An understanding of the molecular forces that specify a protein's structure is essential for many of the central quests of structural biology. While there has been a larger effort to understand soluble protein folding, we know very little about membrane protein folding energetics. We are developing a novel method to study the forces that stabilize membrane proteins in lipid bilayers, which we termed the ‘Steric Trap method.’ The steric trap method couples protein unfolding to a measurable binding event by exploiting steric repulsion and the high affinity of the streptavidin/biotin interaction. To do this, we introduce two biotin tags on a target protein that are close in space and employ monovalent streptavidin (mSA) as our steric trap. A single mSA can bind without steric hindrance to the folded protein, but a second mSA can only bind when the protein unfolds due to steric overlap. Thus, the binding affinity of the second streptavidin provides a measure of unfolding free energy because binding is coupled to unfolding.
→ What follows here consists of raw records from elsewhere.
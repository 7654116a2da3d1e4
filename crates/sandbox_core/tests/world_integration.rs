//! Integration tests for the sandbox world
//!
//! These tests drive the world the way the frame loop does:
//! 1. Spawning and deleting keeps objects and bodies paired
//! 2. Saved scene files load back into the same object list
//! 3. The black hole consumes objects that reach its capture radius
//! 4. Dynamic objects settle on the ground

use std::path::PathBuf;
use std::sync::atomic::{AtomicUsize, Ordering};

use sandbox_core::{
    load_world, save_world, BlackHole, Color, EditFields, ObjectKind, Scene, SceneLoadError, World, SPAWN_HEIGHT,
};
use sandbox_math::{Ray, Vec3};

const DT: f32 = 1.0 / 60.0;

/// A scene path no other test in any running process uses
fn temp_path(name: &str) -> PathBuf {
    static NEXT: AtomicUsize = AtomicUsize::new(0);
    let n = NEXT.fetch_add(1, Ordering::Relaxed);
    std::env::temp_dir().join(format!("sandbox_{}_{}_{}.json", name, std::process::id(), n))
}

fn sorted_records(world: &World) -> Vec<(String, String, [i32; 3], [i32; 3])> {
    let mut records: Vec<_> = Scene::from_world(world)
        .objects
        .into_iter()
        .map(|o| {
            (
                o.kind.to_string(),
                o.color.to_hex(),
                [(o.pos.x * 100.0) as i32, (o.pos.y * 100.0) as i32, (o.pos.z * 100.0) as i32],
                [(o.scale.x * 100.0) as i32, (o.scale.y * 100.0) as i32, (o.scale.z * 100.0) as i32],
            )
        })
        .collect();
    records.sort();
    records
}

// ==================== Persistence ====================

#[test]
fn test_save_then_load_reproduces_objects() {
    let mut world = World::new();
    world.spawn(ObjectKind::Cube, Color::rgb(255, 0, 0), Vec3::new(0.0, 5.0, 0.0)).unwrap();
    world
        .spawn_scaled(ObjectKind::Wall, Color::rgb(0, 255, 0), Vec3::new(40.0, 5.0, -3.0), Vec3::new(4.0, 1.0, 0.5))
        .unwrap();
    world.spawn(ObjectKind::Sphere, Color::rgb(0, 0, 255), Vec3::new(-30.0, 6.0, 12.5)).unwrap();

    let before = sorted_records(&world);
    let path = temp_path("roundtrip");
    assert_eq!(save_world(&world, &path).unwrap(), 3);

    let mut restored = World::new();
    restored.spawn(ObjectKind::Cube, Color::WHITE, Vec3::new(500.0, 5.0, 0.0)).unwrap();
    assert_eq!(load_world(&mut restored, &path).unwrap(), 3);
    let _ = std::fs::remove_file(&path);

    assert_eq!(sorted_records(&restored), before);
    assert_eq!(restored.physics().body_count(), 3);
}

#[test]
fn test_object_fallen_off_the_ground_loads_back() {
    let mut world = World::new();
    let key = world.spawn(ObjectKind::Cube, Color::rgb(9, 8, 7), Vec3::new(1200.0, SPAWN_HEIGHT, 0.0)).unwrap();
    for _ in 0..1500 {
        world.step(DT);
    }
    let fallen = world.get(key).unwrap().transform.position;
    assert!(fallen.y < -10000.0, "cube should fall past the slab, y = {}", fallen.y);

    let path = temp_path("fallen");
    save_world(&world, &path).unwrap();
    let mut restored = World::new();
    let loaded = load_world(&mut restored, &path);
    let _ = std::fs::remove_file(&path);

    assert_eq!(loaded.unwrap(), 1);
    assert_eq!(sorted_records(&restored), sorted_records(&world));
}

#[test]
fn test_failed_load_leaves_world_untouched() {
    let mut world = World::new();
    let key = world.spawn(ObjectKind::Cube, Color::WHITE, Vec3::ZERO).unwrap();

    let path = temp_path("bad");
    std::fs::write(&path, r#"{"objects": []}"#).unwrap();
    let err = load_world(&mut world, &path).unwrap_err();
    let _ = std::fs::remove_file(&path);

    assert!(matches!(err, SceneLoadError::Validation(_)));
    assert!(world.get(key).is_some());
    assert_eq!(world.len(), 1);
}

#[test]
fn test_missing_file_is_io_error() {
    let mut world = World::new();
    let err = load_world(&mut world, temp_path("does_not_exist")).unwrap_err();
    assert!(matches!(err, SceneLoadError::Io(_)));
}

// ==================== Black hole ====================

#[test]
fn test_object_pulled_into_black_hole_is_removed() {
    let mut world = World::new().with_black_hole(BlackHole {
        enabled: true,
        position: Vec3::new(0.0, 60.0, 0.0),
        strength: 20000.0,
        capture_radius: 10.0,
    });
    let sphere = world.spawn(ObjectKind::Sphere, Color::WHITE, Vec3::new(0.0, 30.0, 0.0)).unwrap();
    let body = world.get(sphere).unwrap().body;

    // 20000 / 30 / 2 ≈ 333 up versus 40 down: it rises into the hole
    let mut consumed = Vec::new();
    for _ in 0..120 {
        consumed.extend(world.step(DT));
        if world.get(sphere).is_none() {
            break;
        }
    }

    assert_eq!(consumed, vec![ObjectKind::Sphere]);
    assert!(world.get(sphere).is_none());
    assert!(world.physics().get_body(body).is_none());
}

// ==================== Simulation ====================

#[test]
fn test_spawned_cube_settles_on_ground() {
    let mut world = World::new();
    let ray = Ray::new(Vec3::new(100.0, 100.0, 100.0), Vec3::new(-1.0, -1.0, -1.0));
    let key = world.spawn_at_ray(ObjectKind::Cube, Color::WHITE, &ray).unwrap();
    assert_eq!(world.get(key).unwrap().transform.position.y, SPAWN_HEIGHT);

    for _ in 0..120 {
        world.step(DT);
    }
    let y = world.get(key).unwrap().transform.position.y;
    assert!((y - 5.0).abs() < 0.1, "cube rests at {}", y);
}

#[test]
fn test_edited_object_holds_position_between_frames() {
    let mut world = World::new();
    let key = world.spawn(ObjectKind::Cube, Color::WHITE, Vec3::new(0.0, 5.1, 0.0)).unwrap();
    let fields = EditFields {
        position: Vec3::new(0.0, 80.0, 0.0),
        ..world.edit_fields(key).unwrap()
    };

    for _ in 0..30 {
        world.apply_edit(key, &fields);
        world.step(DT);
    }
    // One tick of gravity at most between re-applications
    let y = world.get(key).unwrap().transform.position.y;
    assert!((y - 80.0).abs() < 0.1, "edited cube drifted to {}", y);
}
We have developed this method on the water-soluble protein, dihydrofolate reductase (DHFR). When two biotin-labeling sites were rationally designed to be close to one another in space and near the enzyme active site of DHFR, enzymatic activity was reversibly abolished upon incubation with a molar excess of monovalent streptavidin. Incubation with a stabilizing ligand shifted streptavidin binding curves, confirming that the steric trapping can quantitatively detect changes in protein stability. Results on our application of the steric trap method to membrane proteins will be presented. The steric trap method could be a powerful tool for measuring protein association affinities, studying unfolding energetics and investigating membrane protein unfolded states in the context of membrane environments.